*** Opening Stored data ***

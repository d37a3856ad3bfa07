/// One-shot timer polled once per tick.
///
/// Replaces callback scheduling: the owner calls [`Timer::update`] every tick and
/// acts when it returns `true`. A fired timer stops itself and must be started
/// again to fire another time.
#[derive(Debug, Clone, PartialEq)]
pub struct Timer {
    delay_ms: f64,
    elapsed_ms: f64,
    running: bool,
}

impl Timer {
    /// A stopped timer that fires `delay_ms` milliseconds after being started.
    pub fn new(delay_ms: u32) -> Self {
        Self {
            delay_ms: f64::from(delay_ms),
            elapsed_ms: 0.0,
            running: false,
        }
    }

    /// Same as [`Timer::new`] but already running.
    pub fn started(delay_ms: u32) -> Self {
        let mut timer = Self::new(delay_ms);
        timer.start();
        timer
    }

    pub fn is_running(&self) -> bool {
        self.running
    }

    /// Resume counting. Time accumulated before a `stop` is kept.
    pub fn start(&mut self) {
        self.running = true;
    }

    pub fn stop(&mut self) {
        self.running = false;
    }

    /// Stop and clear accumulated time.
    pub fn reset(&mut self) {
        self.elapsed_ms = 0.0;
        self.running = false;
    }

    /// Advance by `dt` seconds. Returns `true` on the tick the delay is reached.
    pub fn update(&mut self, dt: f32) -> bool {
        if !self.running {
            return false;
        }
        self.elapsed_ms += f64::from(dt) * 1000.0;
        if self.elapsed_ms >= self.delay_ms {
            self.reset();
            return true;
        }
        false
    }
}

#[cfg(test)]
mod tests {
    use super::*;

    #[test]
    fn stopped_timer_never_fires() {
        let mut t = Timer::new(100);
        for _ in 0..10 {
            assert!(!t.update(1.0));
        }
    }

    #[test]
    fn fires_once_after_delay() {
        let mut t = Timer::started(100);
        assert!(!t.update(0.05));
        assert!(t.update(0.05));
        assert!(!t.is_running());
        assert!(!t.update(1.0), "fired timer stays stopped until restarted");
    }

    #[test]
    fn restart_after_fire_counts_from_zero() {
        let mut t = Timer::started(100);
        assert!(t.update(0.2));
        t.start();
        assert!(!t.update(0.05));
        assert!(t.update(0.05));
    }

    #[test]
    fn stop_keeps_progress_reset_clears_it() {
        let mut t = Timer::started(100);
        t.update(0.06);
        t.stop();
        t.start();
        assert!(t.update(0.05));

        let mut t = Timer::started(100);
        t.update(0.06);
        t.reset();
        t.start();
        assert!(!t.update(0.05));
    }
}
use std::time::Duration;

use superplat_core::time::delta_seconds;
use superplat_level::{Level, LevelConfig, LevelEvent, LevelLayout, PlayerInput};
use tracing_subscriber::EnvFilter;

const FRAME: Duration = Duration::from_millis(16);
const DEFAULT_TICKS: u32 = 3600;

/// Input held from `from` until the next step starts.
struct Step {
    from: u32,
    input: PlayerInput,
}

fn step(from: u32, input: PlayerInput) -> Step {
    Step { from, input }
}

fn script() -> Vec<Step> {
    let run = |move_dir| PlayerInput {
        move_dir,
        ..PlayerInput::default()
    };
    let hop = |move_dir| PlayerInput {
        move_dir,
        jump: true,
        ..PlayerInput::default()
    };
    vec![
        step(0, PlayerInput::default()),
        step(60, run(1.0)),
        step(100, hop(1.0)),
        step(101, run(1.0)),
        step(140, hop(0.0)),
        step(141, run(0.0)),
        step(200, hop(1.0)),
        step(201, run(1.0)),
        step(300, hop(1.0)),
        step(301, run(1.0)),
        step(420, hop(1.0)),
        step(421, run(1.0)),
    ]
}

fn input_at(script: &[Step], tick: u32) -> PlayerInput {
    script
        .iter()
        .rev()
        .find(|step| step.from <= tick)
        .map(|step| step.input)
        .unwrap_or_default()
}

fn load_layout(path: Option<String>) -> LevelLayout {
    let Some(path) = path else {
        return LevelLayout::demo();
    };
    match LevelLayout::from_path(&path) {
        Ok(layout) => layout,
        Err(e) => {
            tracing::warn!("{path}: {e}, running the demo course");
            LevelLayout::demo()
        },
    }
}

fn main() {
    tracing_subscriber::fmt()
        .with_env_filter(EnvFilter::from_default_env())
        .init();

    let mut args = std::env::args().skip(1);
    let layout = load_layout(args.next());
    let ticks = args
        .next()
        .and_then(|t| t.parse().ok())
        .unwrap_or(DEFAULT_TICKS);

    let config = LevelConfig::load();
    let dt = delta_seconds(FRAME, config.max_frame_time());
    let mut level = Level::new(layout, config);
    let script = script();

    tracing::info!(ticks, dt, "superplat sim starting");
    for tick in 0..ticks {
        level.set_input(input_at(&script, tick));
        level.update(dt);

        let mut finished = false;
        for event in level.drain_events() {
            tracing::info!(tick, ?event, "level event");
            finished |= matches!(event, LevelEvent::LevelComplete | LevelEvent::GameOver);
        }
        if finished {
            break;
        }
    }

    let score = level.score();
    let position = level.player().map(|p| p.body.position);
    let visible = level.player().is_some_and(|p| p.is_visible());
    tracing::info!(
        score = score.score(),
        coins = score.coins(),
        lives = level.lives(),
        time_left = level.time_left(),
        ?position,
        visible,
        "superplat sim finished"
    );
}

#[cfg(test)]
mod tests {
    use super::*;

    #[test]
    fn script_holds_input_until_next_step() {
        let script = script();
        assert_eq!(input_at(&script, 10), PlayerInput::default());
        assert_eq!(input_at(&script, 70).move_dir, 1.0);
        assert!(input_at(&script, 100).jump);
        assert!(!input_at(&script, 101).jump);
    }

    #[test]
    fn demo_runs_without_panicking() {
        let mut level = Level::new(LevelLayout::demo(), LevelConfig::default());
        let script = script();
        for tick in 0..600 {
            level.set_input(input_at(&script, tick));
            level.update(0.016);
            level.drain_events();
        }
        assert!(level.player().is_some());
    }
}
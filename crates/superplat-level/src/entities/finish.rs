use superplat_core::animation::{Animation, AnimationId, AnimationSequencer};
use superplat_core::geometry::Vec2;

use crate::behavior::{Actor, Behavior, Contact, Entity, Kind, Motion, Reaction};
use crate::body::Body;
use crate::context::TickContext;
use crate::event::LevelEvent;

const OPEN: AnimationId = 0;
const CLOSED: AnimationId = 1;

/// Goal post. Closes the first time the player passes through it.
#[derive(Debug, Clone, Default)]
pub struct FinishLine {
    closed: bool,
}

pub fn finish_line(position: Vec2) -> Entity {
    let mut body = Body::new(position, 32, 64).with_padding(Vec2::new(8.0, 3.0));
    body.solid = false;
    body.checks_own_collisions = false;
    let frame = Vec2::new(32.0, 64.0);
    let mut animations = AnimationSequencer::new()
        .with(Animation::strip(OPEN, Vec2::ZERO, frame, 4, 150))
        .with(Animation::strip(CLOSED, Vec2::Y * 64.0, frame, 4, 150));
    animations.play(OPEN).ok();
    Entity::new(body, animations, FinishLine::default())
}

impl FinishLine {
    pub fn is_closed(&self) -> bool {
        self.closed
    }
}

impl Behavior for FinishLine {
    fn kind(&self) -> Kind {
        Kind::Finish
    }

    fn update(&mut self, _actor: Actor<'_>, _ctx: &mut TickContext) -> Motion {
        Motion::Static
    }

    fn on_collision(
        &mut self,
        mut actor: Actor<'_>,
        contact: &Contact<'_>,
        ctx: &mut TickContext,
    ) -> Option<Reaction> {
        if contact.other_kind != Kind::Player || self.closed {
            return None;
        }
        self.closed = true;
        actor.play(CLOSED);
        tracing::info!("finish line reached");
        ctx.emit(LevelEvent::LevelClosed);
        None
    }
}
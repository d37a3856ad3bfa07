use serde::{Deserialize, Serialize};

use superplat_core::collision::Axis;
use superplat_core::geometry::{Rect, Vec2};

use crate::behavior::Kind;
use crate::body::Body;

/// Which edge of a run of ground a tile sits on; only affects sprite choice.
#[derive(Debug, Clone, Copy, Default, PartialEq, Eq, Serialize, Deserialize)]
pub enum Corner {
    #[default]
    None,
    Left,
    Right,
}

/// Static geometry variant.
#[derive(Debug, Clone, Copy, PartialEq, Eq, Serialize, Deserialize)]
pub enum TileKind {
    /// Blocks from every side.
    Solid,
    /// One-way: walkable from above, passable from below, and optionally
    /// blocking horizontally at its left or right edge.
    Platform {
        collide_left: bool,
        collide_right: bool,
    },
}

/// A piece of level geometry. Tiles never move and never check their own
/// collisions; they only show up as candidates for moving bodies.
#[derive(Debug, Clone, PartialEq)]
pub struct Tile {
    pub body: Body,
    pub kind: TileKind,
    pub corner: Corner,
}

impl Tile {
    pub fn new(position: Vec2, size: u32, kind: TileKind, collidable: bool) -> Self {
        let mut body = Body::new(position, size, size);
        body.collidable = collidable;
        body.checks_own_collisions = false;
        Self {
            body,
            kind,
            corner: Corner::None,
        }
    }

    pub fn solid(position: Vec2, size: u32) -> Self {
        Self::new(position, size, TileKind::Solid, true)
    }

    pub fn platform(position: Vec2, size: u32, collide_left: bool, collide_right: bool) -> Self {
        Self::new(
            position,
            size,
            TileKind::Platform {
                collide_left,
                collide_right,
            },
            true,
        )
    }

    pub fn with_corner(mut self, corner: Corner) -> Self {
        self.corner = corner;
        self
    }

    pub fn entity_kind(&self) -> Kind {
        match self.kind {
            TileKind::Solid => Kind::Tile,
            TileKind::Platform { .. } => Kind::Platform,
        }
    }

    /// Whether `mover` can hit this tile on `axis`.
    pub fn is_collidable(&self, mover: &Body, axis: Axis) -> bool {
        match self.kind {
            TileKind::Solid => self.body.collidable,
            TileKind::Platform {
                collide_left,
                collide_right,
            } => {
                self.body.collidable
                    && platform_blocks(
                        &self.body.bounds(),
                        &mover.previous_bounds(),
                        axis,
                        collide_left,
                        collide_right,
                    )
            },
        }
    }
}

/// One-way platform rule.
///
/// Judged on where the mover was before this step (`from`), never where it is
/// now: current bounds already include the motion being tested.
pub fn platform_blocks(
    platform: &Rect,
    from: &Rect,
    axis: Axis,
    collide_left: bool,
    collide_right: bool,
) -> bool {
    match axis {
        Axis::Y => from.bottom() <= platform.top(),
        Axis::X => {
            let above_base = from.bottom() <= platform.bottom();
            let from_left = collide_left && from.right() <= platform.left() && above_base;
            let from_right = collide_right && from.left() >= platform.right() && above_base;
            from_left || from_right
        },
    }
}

*** Closing Stored data ***

> _Work instruction_:
Take each line above that holds the string "Duration" and copy it.

> _Solution to the problem_:
use std::time::Duration;
const FRAME: Duration = Duration::from_millis(16);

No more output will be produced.